Modern Computer Architectures



Modern Computer Architectures

Introduction

The dramatically increasing performance of our personal computers is associated with an increase in hardware and system complexity that has impacted both undergraduate and graduate computer science education. Formerly high-performance and advanced computer architecture techniques and technologies have migrated to our desktop computers, and consequently, into computer architecture courses, in order to provide students with a solid understanding of the modern computer system. Students are now being expected to learn more content at a faster rate, and it can be argued that the complexity of the content is increasing as well. In particular, recent work in high-performance and parallel computer systems have lead to computer architectures that accommodate five distinct levels of parallelism. The importance of the interplay between these different levels, and the trade-offs in efficiency and performance improvement between allocating hardware at different levels has recently been demonstrated [Hoganson 2000a; Hoganson 1999]. This area is complex and not yet fully incorporated into textbooks, but responds well to exploration through simulation.

A simulator and lab experiment tool has been developed that can enhance the teaching of a number of computer architecture related courses including: architecture, parallel systems and algorithms, distributed client/server systems, embedded systems, and operating systems. This simulation allows various user-configurable architectures and interconnection networks to be simulated, running a user-configurable and variable workload, which allows the student and the instructor to observe how performance changes through the different levels of parallelism with changes in either the architecture or workload. The simulator is a java applet which can be used from a web browser, allowing anyone with an Internet connection access to the tool concern about student licensing requirements. The simulator is online and is hosted at the author's institution with support funding provided by a recent grant. Its design as an applet also allows improvements and enhancements to the software to be implemented and instantly made available to all users of the product.

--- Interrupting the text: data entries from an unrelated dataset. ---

//! TypeScript configuration handling.

use camino::Utf8PathBuf;
use indexmap::IndexMap;
use serde::{Deserialize, Serialize};
use std::path::{Path, PathBuf};

use crate::{TsError, TsResult};

/// TypeScript configuration (tsconfig.json).
#[derive(Debug, Clone, Default, Serialize, Deserialize)]
#[serde(rename_all = "camelCase")]
pub struct TsConfig {
    /// Compiler options.
    #[serde(default)]
    pub compiler_options: CompilerOptions,
    /// Include patterns.
    #[serde(default)]
    pub include: Vec<String>,
    /// Exclude patterns.
    #[serde(default)]
    pub exclude: Vec<String>,
    /// Files to include.
    #[serde(default)]
    pub files: Vec<String>,
    /// Extends another config.
    #[serde(default)]
    pub extends: Option<String>,
    /// Component compiler options.
    #[serde(default)]
    pub vue_compiler_options: VueCompilerOptions,
}

impl TsConfig {
    /// Load a tsconfig.json and every config it extends.
    pub fn load(path: &Path) -> TsResult<Self> {
        let mut config = Self::load_single(path)?;
        let base_dir = path.parent().unwrap_or(Path::new("."));
        config.compiler_options.config_dir = Some(base_dir.to_path_buf());
        config.resolve(base_dir, 0)?;
        Ok(config)
    }

    /// Parse a single config without following `extends`.
    pub fn parse(content: &str) -> Result<Self, serde_json::Error> {
        let content = remove_trailing_commas(&remove_json_comments(content));
        serde_json::from_str(&content)
    }

    fn load_single(path: &Path) -> TsResult<Self> {
        let content = std::fs::read_to_string(path).map_err(|source| TsError::Io {
            path: path.to_path_buf(),
            source,
        })?;
        Self::parse(&content).map_err(|e| TsError::Config {
            path: path.to_path_buf(),
            message: e.to_string(),
        })
    }

    /// Find tsconfig.json in a directory or its parents.
    pub fn find(dir: &Path) -> Option<Utf8PathBuf> {
        let mut current = dir;
        loop {
            for name in ["tsconfig.json", "jsconfig.json"] {
                let candidate = current.join(name);
                if candidate.exists() {
                    return Utf8PathBuf::from_path_buf(candidate).ok();
                }
            }
            current = current.parent()?;
        }
    }

    /// Follow `extends`, merging base settings under this config's own.
    fn resolve(&mut self, base_dir: &Path, depth: usize) -> TsResult<()> {
        let Some(extends) = self.extends.take() else {
            return Ok(());
        };
        if depth > 16 {
            return Err(TsError::Config {
                path: base_dir.to_path_buf(),
                message: format!("extends chain too deep at '{}'", extends),
            });
        }
        let extends_path = resolve_extends(base_dir, &extends);
        let mut base = Self::load_single(&extends_path)?;
        let extends_dir = extends_path.parent().unwrap_or(base_dir).to_path_buf();
        base.compiler_options.config_dir = Some(extends_dir.clone());
        base.resolve(&extends_dir, depth + 1)?;
        self.merge_from(base);
        Ok(())
    }

    /// Merge another config into this one. Values set here win.
    fn merge_from(&mut self, other: TsConfig) {
        let own = &mut self.compiler_options;
        let base = other.compiler_options;
        own.target = own.target.take().or(base.target);
        own.module = own.module.take().or(base.module);
        own.module_resolution = own.module_resolution.take().or(base.module_resolution);
        own.strict = own.strict.or(base.strict);
        own.skip_lib_check = own.skip_lib_check.or(base.skip_lib_check);
        own.experimental_decorators = own.experimental_decorators.or(base.experimental_decorators);
        // `baseUrl` and `paths` stay relative to the config that declares them.
        if own.base_url.is_none() && own.paths.is_empty() {
            own.base_url = base.base_url;
            own.paths = base.paths;
            own.config_dir = base.config_dir;
        }
        if self.include.is_empty() {
            self.include = other.include;
        }
        if self.exclude.is_empty() {
            self.exclude = other.exclude;
        }

        let own = &mut self.vue_compiler_options;
        let base = other.vue_compiler_options;
        if own.extensions.is_empty() {
            own.extensions = base.extensions;
        }
        own.check_unknown_components = own.check_unknown_components.or(base.check_unknown_components);
        if own.component_libraries.is_empty() {
            own.component_libraries = base.component_libraries;
        }
        for (package, glob) in base.library_declarations {
            own.library_declarations.entry(package).or_insert(glob);
        }
    }
}

fn resolve_extends(base_dir: &Path, extends: &str) -> PathBuf {
    let with_json = |p: PathBuf| {
        if p.extension().is_some_and(|e| e == "json") {
            p
        } else {
            p.with_extension("json")
        }
    };
    if extends.starts_with('.') || Path::new(extends).is_absolute() {
        return with_json(base_dir.join(extends));
    }
    // A package specifier: look it up in node_modules up the tree.
    let mut dir = Some(base_dir);
    while let Some(current) = dir {
        let candidate = current.join("node_modules").join(extends);
        if candidate.is_dir() {
            return candidate.join("tsconfig.json");
        }
        let candidate = with_json(candidate);
        if candidate.exists() {
            return candidate;
        }
        dir = current.parent();
    }
    with_json(base_dir.join("node_modules").join(extends))
}

/// TypeScript compiler options.
#[derive(Debug, Clone, Default, Serialize, Deserialize)]
#[serde(rename_all = "camelCase")]
pub struct CompilerOptions {
    /// Target ECMAScript version.
    pub target: Option<String>,
    /// Module system.
    pub module: Option<String>,
    /// Module resolution strategy.
    pub module_resolution: Option<String>,
    /// Strict mode.
    pub strict: Option<bool>,
    /// Skip library checking.
    pub skip_lib_check: Option<bool>,
    /// Legacy decorators, which class components rely on.
    pub experimental_decorators: Option<bool>,
    /// Base URL.
    pub base_url: Option<String>,
    /// Path aliases.
    #[serde(default)]
    pub paths: IndexMap<String, Vec<String>>,
    /// Directory `baseUrl` and `paths` are relative to.
    #[serde(skip)]
    pub config_dir: Option<PathBuf>,
}

impl CompilerOptions {
    /// Check if using NodeNext module resolution.
    pub fn is_node_next(&self) -> bool {
        self.module_resolution
            .as_ref()
            .map(|m| m.eq_ignore_ascii_case("nodenext") || m.eq_ignore_ascii_case("node16"))
            .unwrap_or(false)
    }

    /// Check if strict mode is enabled.
    pub fn is_strict(&self) -> bool {
        self.strict.unwrap_or(false)
    }

    /// The directory `paths` targets are resolved against.
    pub fn paths_base(&self) -> Option<PathBuf> {
        let dir = self.config_dir.as_deref()?;
        match &self.base_url {
            Some(base_url) => Some(dir.join(base_url)),
            None if !self.paths.is_empty() => Some(dir.to_path_buf()),
            None => None,
        }
    }
}

/// Component compiler options in tsconfig.
#[derive(Debug, Clone, Default, Serialize, Deserialize)]
#[serde(rename_all = "camelCase")]
pub struct VueCompilerOptions {
    /// Warn about unregistered component tags.
    pub check_unknown_components: Option<bool>,
    /// Extensions to treat as component files.
    #[serde(default)]
    pub extensions: Vec<String>,
    /// Packages whose declarations contribute components, in precedence
    /// order.
    #[serde(default)]
    pub component_libraries: Vec<String>,
    /// Declaration globs per package, relative to the package root.
    #[serde(default)]
    pub library_declarations: IndexMap<String, String>,
}

impl VueCompilerOptions {
    /// Get file extensions to process.
    pub fn file_extensions(&self) -> Vec<&str> {
        if self.extensions.is_empty() {
            vec![".vue"]
        } else {
            self.extensions.iter().map(|s| s.as_str()).collect()
        }
    }
}

/// Remove JSON comments (// and /* */).
fn remove_json_comments(json: &str) -> String {
    let mut result = String::with_capacity(json.len());
    let mut chars = json.chars().peekable();
    let mut in_string = false;
    let mut escape_next = false;

    while let Some(c) = chars.next() {
        if escape_next {
            result.push(c);
            escape_next = false;
            continue;
        }
        if in_string {
            match c {
                '\\' => escape_next = true,
                '"' => in_string = false,
                _ => {}
            }
            result.push(c);
            continue;
        }
        let next = chars.peek().copied();
        match (c, next) {
            ('"', _) => {
                in_string = true;
                result.push(c);
            }
            ('/', Some('/')) => {
                for nc in chars.by_ref() {
                    if nc == '\n' {
                        result.push('\n');
                        break;
                    }
                }
            }
            ('/', Some('*')) => {
                chars.next();
                while let Some(nc) = chars.next() {
                    if nc == '*' && chars.peek() == Some(&'/') {
                        chars.next();
                        break;
                    }
                }
            }
            _ => result.push(c),
        }
    }

    result
}

/// Remove commas directly before `}` or `]`, outside strings.
fn remove_trailing_commas(json: &str) -> String {
    let mut result = String::with_capacity(json.len());
    let mut pending_comma: Option<String> = None;
    let mut in_string = false;
    let mut escape_next = false;

    for c in json.chars() {
        if in_string {
            result.push(c);
            if escape_next {
                escape_next = false;
            } else if c == '\\' {
                escape_next = true;
            } else if c == '"' {
                in_string = false;
            }
            continue;
        }
        if let Some(pending) = pending_comma.as_mut() {
            if c.is_whitespace() {
                pending.push(c);
                continue;
            }
            let pending = pending_comma.take().unwrap_or_default();
            if c == '}' || c == ']' {
                result.push_str(&pending[1..]);
            } else {
                result.push_str(&pending);
            }
        }
        match c {
            ',' => pending_comma = Some(String::from(",")),
            '"' => {
                in_string = true;
                result.push(c);
            }
            _ => result.push(c),
        }
    }
    if let Some(pending) = pending_comma {
        result.push_str(&pending);
    }
    result
}

#[cfg(test)]
mod tests {
    use super::*;
    use pretty_assertions::assert_eq;

    #[test]
    fn test_remove_json_comments() {
        let input = r#"{
            // This is a comment
            "key": "value", /* inline comment */
            "key2": "value with // in string"
        }"#;
        let result = remove_json_comments(input);
        assert!(!result.contains("// This"));
        assert!(!result.contains("/* inline"));
        assert!(result.contains("// in string"));
    }

    #[test]
    fn test_remove_trailing_commas() {
        assert_eq!(remove_trailing_commas(r#"{"a": [1, 2,], "b": ",}",}"#), r#"{"a": [1, 2], "b": ",}"}"#);
    }

    #[test]
    fn test_parse_vue_compiler_options() {
        let config = TsConfig::parse(
            r#"{
                "compilerOptions": { "baseUrl": ".", "paths": { "@/*": ["src/*"] } },
                "vueCompilerOptions": {
                    "checkUnknownComponents": true,
                    "componentLibraries": ["ui-kit", "legacy-kit"],
                    "libraryDeclarations": { "ui-kit": "lib/**/*.d.ts" },
                },
            }"#,
        )
        .unwrap();
        let vue = &config.vue_compiler_options;
        assert_eq!(vue.check_unknown_components, Some(true));
        assert_eq!(vue.component_libraries, vec!["ui-kit", "legacy-kit"]);
        assert_eq!(vue.library_declarations["ui-kit"], "lib/**/*.d.ts");
        assert_eq!(config.compiler_options.paths["@/*"], vec!["src/*"]);
    }

    #[test]
    fn test_load_follows_extends() {
        let dir = tempfile::tempdir().unwrap();
        std::fs::create_dir_all(dir.path().join("config")).unwrap();
        std::fs::write(
            dir.path().join("config/base.json"),
            r#"{ "compilerOptions": { "strict": true, "baseUrl": "..", "paths": { "~/*": ["src/*"] } },
                 "vueCompilerOptions": { "componentLibraries": ["ui-kit"] } }"#,
        )
        .unwrap();
        std::fs::write(
            dir.path().join("tsconfig.json"),
            r#"{ "extends": "./config/base", "compilerOptions": { "strict": false } }"#,
        )
        .unwrap();

        let config = TsConfig::load(&dir.path().join("tsconfig.json")).unwrap();
        assert!(!config.compiler_options.is_strict());
        assert_eq!(config.vue_compiler_options.component_libraries, vec!["ui-kit"]);
        assert_eq!(
            config.compiler_options.paths_base(),
            Some(dir.path().join("config").join(".."))
        );
    }

    #[test]
    fn test_compiler_options() {
        let opts = CompilerOptions {
            module_resolution: Some("NodeNext".to_string()),
            strict: Some(true),
            ..Default::default()
        };
        assert!(opts.is_node_next());
        assert!(opts.is_strict());
    }
}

Prior to the creation of this tool, the way to explore high-performance and parallel computer architectures was through study and analysis of existing architectures and their limitations, and reasoning about the capabilities of architectures based on their theoretical performance from mathematical models, or the time-consuming development of an architecture-specific simulation. Using this tool, a computer architecture can be considered, set-up in the simulator, and tested and compared with alternatives in just minutes, making it appropriate for inclusion in undergraduate lectures, and very useful for homework and experiments.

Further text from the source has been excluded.